Com o período típico de aviso prévio de quatro meses incluído, isso significa que os inquilinos geralmente não podem ser forçados a sair pelo menos nos primeiros 16 meses.
No entanto, os proprietários ainda podem solicitar a posse durante o primeiro ano, sempre que existam motivos válidos baseados em violação, tais como atrasos graves nas rendas, comportamento anti-social ou danos materiais.
Geralmente, será necessária uma ordem judicial se o inquilino não sair voluntariamente.
Novas regras: Haverá uma restrição de 12 meses para a relocação de um imóvel onde o proprietário tenha avisado para vender
5) Chega de contratos por prazo determinado
Normalmente, os inquilinos assinam um contrato por um período fixo de um ano (ou mais) no início do arrendamento, o que significa que têm de continuar a pagar a renda durante os 12 meses inteiros, mesmo que saiam.
Mas a partir de sexta-feira será ilegal que os proprietários utilizem contratos fixos.
Todos os arrendamentos passarão a ser contínuos ou periódicos, o que significa que, desde que os inquilinos avisem com a devida antecedência, poderão sair a qualquer momento.
Será aplicado retrospectivamente, de modo que mesmo que alguém esteja no meio de um contrato de aluguel de um, dois ou três anos sem cláusula de rescisão, poderá cumprir um aviso prévio de dois meses e se mudar.
Em tese, o inquilino poderia avisar imediatamente na chegada e sair após apenas dois meses, sem proteção para o locador nesta situação.

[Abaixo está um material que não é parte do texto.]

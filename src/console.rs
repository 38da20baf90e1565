//! Human-readable console output for a run.
//!
//! This is the tool's user interface and goes to stdout; diagnostics go
//! through `tracing` instead.

use std::path::Path;

use crate::config::TOKEN_KEY;
use crate::stats::CategoryCounts;
use crate::types::{CheckResult, InputRow, QualityTier};

const RULE_WIDTH: usize = 60;

fn rule(c: char) -> String {
    c.to_string().repeat(RULE_WIDTH)
}

/// Marker and text for one finished check.
pub fn outcome_line(result: &CheckResult) -> String {
    match (result.status.is_success(), result.tier) {
        (true, Some(tier)) => format!(
            "{} Status: {} ({})",
            tier.marker(),
            result.quality_label,
            result.quality_raw.as_deref().unwrap_or_default()
        ),
        (true, None) => format!(
            "❓ Status: {} ({})",
            result.quality_label,
            result.quality_raw.as_deref().unwrap_or_default()
        ),
        (false, _) => format!("❌ {}", result.quality_label),
    }
}

pub fn print_banner() {
    println!("🔍 MESSAGING NUMBER QUALITY CHECK");
    println!("{}", rule('='));
}

pub fn print_credential_help(config_path: &Path) {
    println!("❌ ERROR: access token not configured!");
    println!(
        "📝 Edit '{}' and set your access token:",
        config_path.display()
    );
    println!("   {TOKEN_KEY}=your_real_token");
}

pub fn print_progress(index: usize, row: &InputRow) {
    println!();
    println!("📱 Checking {index}: {}", row.name);
    println!("   Number: {}", row.display_number);
    println!("   Code: {}", row.provider_id);
}

pub fn print_outcome(result: &CheckResult) {
    println!("   {}", outcome_line(result));
}

pub fn print_summary(results: &[CheckResult], counts: &CategoryCounts) {
    println!();
    println!("{}", rule('='));
    println!("📊 FINAL SUMMARY");
    println!("{}", rule('='));

    for tier in QualityTier::ALL {
        println!("{} {}: {}", tier.marker(), tier.summary_label(), counts.tier(tier));
    }
    println!("❌ Errors: {}", counts.errors);
    println!("📱 Total analyzed: {}", counts.total);

    println!();
    println!("📋 DETAILS BY QUALITY:");
    println!("{}", "-".repeat(40));

    for tier in QualityTier::ALL {
        let members: Vec<_> = results.iter().filter(|r| r.tier == Some(tier)).collect();
        if members.is_empty() {
            continue;
        }
        println!();
        println!("{} {}:", tier.marker(), tier.label());
        for r in members {
            println!("   • {} ({})", r.name, r.display_number);
        }
    }

    let errors = error_lines(results);
    if !errors.is_empty() {
        println!();
        println!("❌ ERRORS FOUND:");
        for line in errors {
            println!("   • {line}");
        }
    }
}

/// `name: label` for every failed check, in input order.
pub fn error_lines(results: &[CheckResult]) -> Vec<String> {
    results
        .iter()
        .filter(|r| !r.status.is_success())
        .map(|r| format!("{}: {}", r.name, r.quality_label))
        .collect()
}

pub fn print_generating_report() {
    println!();
    println!("{}", rule('='));
    println!("📄 GENERATING REPORT...");
    println!("{}", rule('='));
}

pub fn print_report_saved(path: &Path) {
    println!();
    println!("✅ Report saved:");
    println!("   📊 Excel: {}", path.display());
}

pub fn print_fatal(message: &str) {
    println!("❌ {message}");
}

#[cfg(test)]
mod tests {
    use super::*;
    use crate::types::{CheckStatus, QualityReading};
    use serde_json::json;

    fn result(reading: QualityReading) -> CheckResult {
        let row = InputRow {
            name: "Shop".into(),
            display_number: "+1".into(),
            provider_id: "9".into(),
        };
        let at = chrono::NaiveDate::from_ymd_opt(2026, 10, 15)
            .unwrap()
            .and_hms_opt(0, 0, 0)
            .unwrap();
        CheckResult::new(row, reading, at)
    }

    #[test]
    fn test_outcome_line_for_each_shape() {
        let good = result(QualityReading::rated("GREEN".into(), json!({})));
        assert_eq!(outcome_line(&good), "🟢 Status: good (GREEN)");

        let unknown = result(QualityReading::rated("BLUE".into(), json!({})));
        assert_eq!(outcome_line(&unknown), "❓ Status: unknown (BLUE)");

        let failed = result(QualityReading::failure(CheckStatus::AuthError, "nope"));
        assert_eq!(outcome_line(&failed), "❌ nope");
    }

    #[test]
    fn test_error_lines_skip_successful_checks() {
        let results = vec![
            result(QualityReading::rated("BLUE".into(), json!({}))),
            result(QualityReading::failure(CheckStatus::NotFound, "identifier not found")),
            result(QualityReading::rated("GREEN".into(), json!({}))),
        ];
        assert_eq!(error_lines(&results), vec!["Shop: identifier not found"]);
    }
}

Os proprietários que continuarem tentando alugar por prazo determinado poderão ser multados em £ 4.000.
6) Limites de aumento de aluguel
Os aumentos de renda serão limitados a um por ano, tal como já acontecia com os arrendamentos periódicos.
Mas agora, o aumento do aluguel deve ser emitido com um aviso prévio de dois meses e deve estar de acordo com os aluguéis do mercado local. Os aumentos devem ser emitidos através de um aviso oficial da ‘Seção 13’.

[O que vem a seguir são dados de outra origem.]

//! Quality lookups against the platform's Graph API.
//!
//! One blocking `GET {base}/{version}/{provider_id}` per identifier; the
//! response is classified into a [`QualityReading`]. Failures of any kind
//! are returned as readings, never as errors, and nothing is retried.

use anyhow::{Result, bail};
use reqwest::Url;
use serde_json::Value;
use tracing::{debug, warn};

use crate::config::Config;
use crate::fetch::{ApiKey, BasicClient, HttpClient, json_get};
use crate::types::{CheckStatus, QualityReading};

pub struct QualityChecker<C> {
    client: C,
    base_url: Url,
    api_version: String,
}

impl QualityChecker<ApiKey<BasicClient>> {
    /// Builds a checker that authenticates every request with `token`.
    pub fn from_config(config: &Config, token: &str) -> Result<Self> {
        let client = ApiKey::bearer(BasicClient::new()?, token)?;
        Self::new(client, &config.base_url, &config.api_version)
    }
}

impl<C: HttpClient> QualityChecker<C> {
    pub fn new(client: C, base_url: &str, api_version: &str) -> Result<Self> {
        let base_url: Url = base_url.parse()?;
        if base_url.cannot_be_a_base() {
            bail!("API base URL '{base_url}' cannot carry a path");
        }
        Ok(Self {
            client,
            base_url,
            api_version: api_version.to_string(),
        })
    }

    /// URL queried for `provider_id`; the id is percent-encoded as one segment.
    pub fn endpoint(&self, provider_id: &str) -> Url {
        let mut url = self.base_url.clone();
        if let Ok(mut segments) = url.path_segments_mut() {
            segments
                .pop_if_empty()
                .push(&self.api_version)
                .push(provider_id);
        }
        url
    }

    #[tracing::instrument(skip(self))]
    pub fn check(&self, provider_id: &str) -> QualityReading {
        let url = self.endpoint(provider_id);
        debug!(%url, "Requesting quality rating");

        let response = match self.client.execute(json_get(url)) {
            Ok(response) => response,
            Err(e) => {
                warn!(error = %e, "Quality request failed");
                return connection_error(e);
            }
        };

        let status = response.status().as_u16();
        if status != 200 {
            let reading = classify_status(status);
            warn!(status, label = %reading.quality_label, "Quality request rejected");
            return reading;
        }

        match response.text() {
            Ok(body) => classify_body(&body),
            Err(e) => {
                warn!(error = %e, "Failed to read response body");
                connection_error(e)
            }
        }
    }
}

/// Classifies any non-200 status.
pub fn classify_status(status: u16) -> QualityReading {
    match status {
        404 => QualityReading::failure(CheckStatus::NotFound, "identifier not found"),
        401 => QualityReading::failure(
            CheckStatus::AuthError,
            "authentication failed - invalid credential",
        ),
        400 => QualityReading::failure(CheckStatus::BadRequest, "invalid request"),
        other => QualityReading::failure(CheckStatus::ApiError, format!("API error {other}")),
    }
}

/// Classifies the body of a 200 response.
pub fn classify_body(body: &str) -> QualityReading {
    let payload: Value = match serde_json::from_str(body) {
        Ok(payload) => payload,
        Err(e) => {
            warn!(error = %e, "Response body is not JSON");
            return QualityReading::failure(
                CheckStatus::ConnectionError,
                format!("connection error: invalid JSON body: {e}"),
            );
        }
    };

    let raw = match payload.get("quality_rating") {
        Some(Value::String(raw)) => raw.clone(),
        Some(other) => other.to_string(),
        None => return QualityReading::no_quality_info(payload),
    };

    debug!(rating = %raw, "Quality rating received");
    QualityReading::rated(raw, payload)
}

/// The label carries the full source chain, e.g.
/// `error sending request for url (..): ...: Connection refused`.
fn connection_error(err: reqwest::Error) -> QualityReading {
    QualityReading::failure(
        CheckStatus::ConnectionError,
        format!("connection error: {:#}", anyhow::Error::new(err)),
    )
}

#[cfg(test)]
mod tests {
    use super::*;
    use crate::types::QualityTier;

    fn checker(base: &str) -> QualityChecker<BasicClient> {
        QualityChecker::new(BasicClient::new().unwrap(), base, "v23.0").unwrap()
    }

    #[test]
    fn test_status_table() {
        let cases = [
            (404, CheckStatus::NotFound, "identifier not found"),
            (401, CheckStatus::AuthError, "authentication failed - invalid credential"),
            (400, CheckStatus::BadRequest, "invalid request"),
            (500, CheckStatus::ApiError, "API error 500"),
            (429, CheckStatus::ApiError, "API error 429"),
        ];
        for (code, status, label) in cases {
            let reading = classify_status(code);
            assert_eq!(reading.status, status, "status {code}");
            assert_eq!(reading.quality_label, label);
            assert_eq!(reading.tier, None);
            assert!(reading.raw_payload.is_none());
        }
    }

    #[test]
    fn test_body_with_rating() {
        let reading = classify_body(r#"{"id":"1","quality_rating":"YELLOW"}"#);
        assert_eq!(reading.status, CheckStatus::Success);
        assert_eq!(reading.tier, Some(QualityTier::Medium));
        assert_eq!(reading.quality_label, "medium");
        assert_eq!(reading.quality_raw.as_deref(), Some("YELLOW"));
        assert!(reading.raw_payload.is_some());
    }

    #[test]
    fn test_body_without_rating() {
        let reading = classify_body(r#"{"id":"1"}"#);
        assert_eq!(reading.status, CheckStatus::NoQualityInfo);
        assert_eq!(reading.quality_label, "no information available");
        assert!(reading.raw_payload.is_some());
    }

    #[test]
    fn test_body_with_non_string_rating_is_unknown() {
        let reading = classify_body(r#"{"quality_rating":null}"#);
        assert_eq!(reading.status, CheckStatus::Success);
        assert_eq!(reading.quality_label, "unknown");
        assert_eq!(reading.quality_raw.as_deref(), Some("null"));
    }

    #[test]
    fn test_invalid_json_is_connection_error() {
        let reading = classify_body("<html>");
        assert_eq!(reading.status, CheckStatus::ConnectionError);
        assert!(reading.quality_label.starts_with("connection error:"));
    }

    #[test]
    fn test_endpoint_encodes_identifier() {
        let c = checker("https://graph.example.com/");
        assert_eq!(
            c.endpoint("123456").as_str(),
            "https://graph.example.com/v23.0/123456"
        );
        assert_eq!(
            c.endpoint("a/b").as_str(),
            "https://graph.example.com/v23.0/a%2Fb"
        );
    }

    #[test]
    fn test_rejects_unusable_base_url() {
        assert!(QualityChecker::new(BasicClient::new().unwrap(), "mailto:x@y.z", "v1").is_err());
        assert!(QualityChecker::new(BasicClient::new().unwrap(), "not a url", "v1").is_err());
    }
}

Os inquilinos poderão recorrer de aluguéis excessivos acima do mercado, se acreditarem que o objetivo é forçá-los a sair.

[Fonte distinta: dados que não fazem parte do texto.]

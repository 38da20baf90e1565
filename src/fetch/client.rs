use reqwest::blocking::{Request, Response};

/// Executes a prepared request. Implementations may decorate the request
/// (auth headers, etc.) before handing it to an inner client.
pub trait HttpClient {
    fn execute(&self, req: Request) -> reqwest::Result<Response>;
}
use crate::fetch::client::HttpClient;
use anyhow::{Context, Result};
use reqwest::header::{AUTHORIZATION, HeaderName, HeaderValue};

/// An [`HttpClient`] wrapper that injects a credential as an HTTP header.
///
/// The header is validated once at construction so `execute` cannot fail on it.
pub struct ApiKey<C> {
    inner: C,
    header_name: HeaderName,
    value: HeaderValue,
}

impl<C> ApiKey<C> {
    pub fn new(inner: C, header_name: &str, key: &str) -> Result<Self> {
        let header_name = HeaderName::from_bytes(header_name.as_bytes())
            .with_context(|| format!("Invalid header name '{header_name}'"))?;
        let mut value = HeaderValue::from_str(key).context("Credential is not a valid header value")?;
        value.set_sensitive(true);
        Ok(Self {
            inner,
            header_name,
            value,
        })
    }

    /// Uses `Authorization: Bearer <key>`.
    pub fn bearer(inner: C, key: &str) -> Result<Self> {
        Self::new(inner, AUTHORIZATION.as_str(), &format!("Bearer {key}"))
    }
}

impl<C: HttpClient> HttpClient for ApiKey<C> {
    fn execute(&self, mut req: reqwest::blocking::Request) -> reqwest::Result<reqwest::blocking::Response> {
        req.headers_mut()
            .insert(self.header_name.clone(), self.value.clone());
        self.inner.execute(req)
    }
}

De acordo com a nova lei, também poderão contestar a sua renda num tribunal no prazo de seis meses após a mudança para uma propriedade.
Separadamente, também foi relatado que a Chanceler Rachel Reeves está a considerar uma congelamento de um ano em todos os aumentos de aluguel como parte de um pacote mais amplo de políticas para ajudar as pessoas a lidar com o aumento do custo de vida, mas isto não está confirmado.
Uma vez por ano: Os proprietários poderão aumentar os aluguéis, mas estarão limitados a fazê-lo apenas uma vez a cada 12 meses e em um nível que corresponda à taxa de mercado em vigor.
7) Chega de lances de aluguel
Os proprietários não poderão mais aceitar mais do que o aluguel anunciado de um imóvel. Isto irá efetivamente proibir a prática de oferecer uma casa ao licitante com lance mais alto.
Um proprietário que aceite mais do que o aluguel anunciado poderá enfrentar uma multa de £ 4.000. Eles também podem ser multados em £ 3.000 por não especificarem o valor do aluguel em seu anúncio.
8) Os proprietários não podem aceitar o aluguel adiantado
A partir de 1º de maio, os locadores só poderão aceitar adiantamento de um mês de aluguel.
Isso significa que será proibida a prática de inquilinos pagarem seis ou até 12 meses de aluguel adiantado. Anteriormente, isso era comumente solicitado para inquilinos estrangeiros e estudantes.
9) Os proprietários não podem discriminar
A lei tornará ilegal que proprietários e agentes discriminem possíveis inquilinos.
Isto significa que serão proibidos anúncios que especifiquem que os inquilinos que recebem benefícios não devem candidatar-se.
Significa também que os proprietários não podem recusar-se a alugar um imóvel a alguém porque têm filhos.
10) Animais de estimação não podem ser recusados injustificadamente
A maioria dos proprietários não permite que seus inquilinos tenham cães ou gatos.
No entanto, os locatários agora terão o direito de pedir permissão para manter um animal de estimação a qualquer momento. O proprietário deve considerar o seu pedido e só pode dizer não se tiver um bom motivo.
Para proteger sua propriedade, eles poderão exigir que o inquilino pague um seguro para cobrir eventuais danos.
Os proprietários que forem considerados inadimplentes com isso poderão receber uma multa de £ 6.000.